La gorda parece desconsolada. Guerri se ríe. Guerri es un personaje misterioso. ¿Qué estará haciendo en esta casa? Espósito, algo distante junto a su whisky, cree recordar que Verónica se lo presentó esa tarde, pero no se llamaba Guerri. La gorda lo tiene acorralado contra un extraño artefacto de bronce, una de esas estatuas ovoidales con un rajo o canaleta en el centro. Esculturas que suelen llamarse Maternidad o La Espera. De algún sitio, llegan los compases de uno de los concerti alia rústica de Vivaldi. La gorda separa las capas de miga de un sandwich y con ecuanimidad examina su contenido. Aprueba. Y ahora lo enrolla, Dios mío, ahora lo enrolla y se lo introduce lentamente en la boca.

– Ay -dice Lalo.

Los redondos ojos celestes, candorosos y desconcertados de la gorda. Esa irresistible dulzura de nena gigante que sólo se les ha concedido a las gordas.

– Qué -dice-. Qué te pasa.

– Tuve una alucinación -dice Lalo.

La gorda traga con delicadeza de buchón.

– Vos lo tomas todo a risa. Pero supongamos, es un suponer. Supongamos que ese muchacho, cómo se llama. El de Cuba.

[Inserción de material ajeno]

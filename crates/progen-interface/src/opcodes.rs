//! Byte values of the EVM opcodes known to the built-in catalog.

macro_rules! forall_fixed_opcodes {
    ($m:ident) => {
        $m!(STOP, 0x00, 0, 0, 0);
        $m!(ADD, 0x01, 2, 1, 3);
        $m!(MUL, 0x02, 2, 1, 5);
        $m!(SUB, 0x03, 2, 1, 3);
        $m!(DIV, 0x04, 2, 1, 5);
        $m!(SDIV, 0x05, 2, 1, 5);
        $m!(MOD, 0x06, 2, 1, 5);
        $m!(SMOD, 0x07, 2, 1, 5);
        $m!(ADDMOD, 0x08, 3, 1, 8);
        $m!(MULMOD, 0x09, 3, 1, 8);
        $m!(EXP, 0x0a, 2, 1, 10);
        $m!(SIGNEXTEND, 0x0b, 2, 1, 5);
        $m!(LT, 0x10, 2, 1, 3);
        $m!(GT, 0x11, 2, 1, 3);
        $m!(SLT, 0x12, 2, 1, 3);
        $m!(SGT, 0x13, 2, 1, 3);
        $m!(EQ, 0x14, 2, 1, 3);
        $m!(ISZERO, 0x15, 1, 1, 3);
        $m!(AND, 0x16, 2, 1, 3);
        $m!(OR, 0x17, 2, 1, 3);
        $m!(XOR, 0x18, 2, 1, 3);
        $m!(NOT, 0x19, 1, 1, 3);
        $m!(BYTE, 0x1a, 2, 1, 3);
        $m!(SHL, 0x1b, 2, 1, 3);
        $m!(SHR, 0x1c, 2, 1, 3);
        $m!(SAR, 0x1d, 2, 1, 3);
        $m!(ADDRESS, 0x30, 0, 1, 2);
        $m!(ORIGIN, 0x32, 0, 1, 2);
        $m!(CALLER, 0x33, 0, 1, 2);
        $m!(CALLVALUE, 0x34, 0, 1, 2);
        $m!(CALLDATALOAD, 0x35, 1, 1, 3);
        $m!(CALLDATASIZE, 0x36, 0, 1, 2);
        $m!(CALLDATACOPY, 0x37, 3, 0, 3);
        $m!(CODESIZE, 0x38, 0, 1, 2);
        $m!(CODECOPY, 0x39, 3, 0, 3);
        $m!(GASPRICE, 0x3a, 0, 1, 2);
        $m!(RETURNDATASIZE, 0x3d, 0, 1, 2);
        $m!(COINBASE, 0x41, 0, 1, 2);
        $m!(TIMESTAMP, 0x42, 0, 1, 2);
        $m!(NUMBER, 0x43, 0, 1, 2);
        $m!(DIFFICULTY, 0x44, 0, 1, 2);
        $m!(GASLIMIT, 0x45, 0, 1, 2);
        $m!(CHAINID, 0x46, 0, 1, 2);
        $m!(SELFBALANCE, 0x47, 0, 1, 5);
        $m!(POP, 0x50, 1, 0, 2);
        $m!(MLOAD, 0x51, 1, 1, 3);
        $m!(MSTORE, 0x52, 2, 0, 3);
        $m!(MSTORE8, 0x53, 2, 0, 3);
        $m!(JUMP, 0x56, 1, 0, 8);
        $m!(JUMPI, 0x57, 2, 0, 10);
        $m!(PC, 0x58, 0, 1, 2);
        $m!(MSIZE, 0x59, 0, 1, 2);
        $m!(GAS, 0x5a, 0, 1, 2);
        $m!(JUMPDEST, 0x5b, 0, 0, 1);
        $m!(INVALID, 0xfe, 0, 0, 0);
    };
}

pub(crate) use forall_fixed_opcodes;

macro_rules! opcode_const {
    ($name:ident, $byte:literal, $removed:literal, $added:literal, $gas:literal) => {
        #[doc = concat!("`", stringify!($name), "` opcode.")]
        pub const $name: u8 = $byte;
    };
}

forall_fixed_opcodes!(opcode_const);

/// `PUSH1`; `PUSHn` is `PUSH1 + n - 1`.
pub const PUSH1: u8 = 0x60;
/// `PUSH32`.
pub const PUSH32: u8 = 0x7f;
/// `DUP1`; `DUPn` is `DUP1 + n - 1`.
pub const DUP1: u8 = 0x80;
/// `DUP16`.
pub const DUP16: u8 = 0x8f;
/// `SWAP1`; `SWAPn` is `SWAP1 + n - 1`.
pub const SWAP1: u8 = 0x90;
/// `SWAP16`.
pub const SWAP16: u8 = 0x9f;

/// Static gas cost shared by every `PUSHn`, `DUPn` and `SWAPn`.
pub const VERY_LOW_GAS: u32 = 3;

/// Returns the `PUSHn` opcode pushing `width` immediate bytes.
///
/// # Panics
///
/// Panics if `width` is not in `1..=32`.
pub const fn push(width: u8) -> u8 {
    assert!(width >= 1 && width <= 32, "push width must be in 1..=32");
    PUSH1 + width - 1
}

/// Returns the immediate width of a `PUSHn` opcode, or `None` for any other byte.
pub const fn push_width(opcode: u8) -> Option<u8> {
    if opcode >= PUSH1 && opcode <= PUSH32 {
        Some(opcode - PUSH1 + 1)
    } else {
        None
    }
}
use evm_progen_interface::OpcodeSpec;

use crate::error::InvariantViolation;

/// How produced values are handled between opcodes.
#[derive(Debug, Clone, Copy, PartialEq, Eq, Default)]
#[cfg_attr(feature = "arbitrary", derive(arbitrary::Arbitrary))]
pub enum StackDiscipline {
    /// Fresh operands before every opcode and a `POP` per produced value after it.
    #[default]
    Clean,
    /// Produced values are left on the stack and count towards the next opcode's inputs.
    Carry,
}

/// Virtual operand-stack occupancy of the program under construction.
///
/// Under [`StackDiscipline::Carry`] only the outputs of the last opcode are tracked. Values
/// buried beneath them are not modelled; this is an approximation, not a stack proof.
#[derive(Debug, Clone)]
pub struct StackState {
    available: usize,
    discipline: StackDiscipline,
}

impl StackState {
    /// Empty stack.
    pub fn new(discipline: StackDiscipline) -> Self {
        Self {
            available: 0,
            discipline,
        }
    }

    /// Discipline in force.
    pub fn discipline(&self) -> StackDiscipline {
        self.discipline
    }

    /// Values the next opcode may consume without pushing anything.
    pub fn available(&self) -> usize {
        self.available
    }

    /// Records values pushed outside of an opcode's operand synthesis (the warm-up push).
    pub fn preload(&mut self, values: usize) {
        if self.discipline == StackDiscipline::Carry {
            self.available += values;
        }
    }

    /// Number of operands to synthesize for an opcode needing `arity` inputs.
    pub fn needed_pushes(&self, arity: usize) -> usize {
        match self.discipline {
            StackDiscipline::Clean => arity,
            StackDiscipline::Carry => arity.saturating_sub(self.available),
        }
    }

    /// Fails if `spec` cannot be synthesized under the current discipline.
    pub fn check(&self, spec: &OpcodeSpec) -> Result<(), InvariantViolation> {
        if self.discipline == StackDiscipline::Carry && spec.strategy.needs_clean_stack() {
            return Err(InvariantViolation::MemoryAccessUnderCarry {
                mnemonic: spec.mnemonic,
            });
        }
        Ok(())
    }

    /// Accounts for the `added` outputs of an executed opcode and returns how many `POP`s
    /// must follow it.
    pub fn settle(&mut self, added: usize) -> usize {
        match self.discipline {
            StackDiscipline::Clean => {
                self.available = 0;
                added
            }
            StackDiscipline::Carry => {
                self.available = added;
                0
            }
        }
    }
}

#[cfg(test)]
mod tests {
    use evm_progen_interface::{opcodes, OpcodeCatalog, OpcodeClass};

    use super::*;

    #[test]
    fn clean_stack_always_returns_to_zero() {
        let mut stack = StackState::new(StackDiscipline::Clean);
        stack.preload(1);
        assert_eq!(stack.needed_pushes(3), 3);
        assert_eq!(stack.settle(2), 2);
        assert_eq!(stack.available(), 0);
        assert_eq!(stack.needed_pushes(1), 1);
    }

    #[test]
    fn carry_reuses_previous_outputs() {
        let mut stack = StackState::new(StackDiscipline::Carry);
        stack.preload(1);
        assert_eq!(stack.needed_pushes(3), 2);
        assert_eq!(stack.settle(1), 0);
        assert_eq!(stack.needed_pushes(2), 1);
        // DUP3 leaves 4 values; a following ADD needs nothing.
        assert_eq!(stack.settle(4), 0);
        assert_eq!(stack.needed_pushes(2), 0);
        assert_eq!(stack.settle(0), 0);
        assert_eq!(stack.needed_pushes(2), 2);
    }

    #[test]
    fn memory_opcodes_need_clean_stack() {
        let catalog = OpcodeCatalog::builder()
            .population([OpcodeClass::Concrete(opcodes::MLOAD)])
            .build()
            .unwrap();
        let mload = catalog.get(opcodes::MLOAD).unwrap();
        let add = catalog.get(opcodes::ADD).unwrap();

        assert!(StackState::new(StackDiscipline::Clean).check(mload).is_ok());
        assert!(StackState::new(StackDiscipline::Carry).check(add).is_ok());
        assert_eq!(
            StackState::new(StackDiscipline::Carry).check(mload),
            Err(InvariantViolation::MemoryAccessUnderCarry { mnemonic: "MLOAD" })
        );
    }
}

– Fidel Castro -dice Lalo.

– Ése. Supongamos que se niega a retirar los misiles y que los norteamericanos invaden todo.

Guerri vuelve a reírse. El segundo whisky de Espósito disipa las nieblas del primero: Guerri viene de La Habana. Estuvo en Sierra Maestra. Lo llaman Guerri como podrían llamarlo Revo.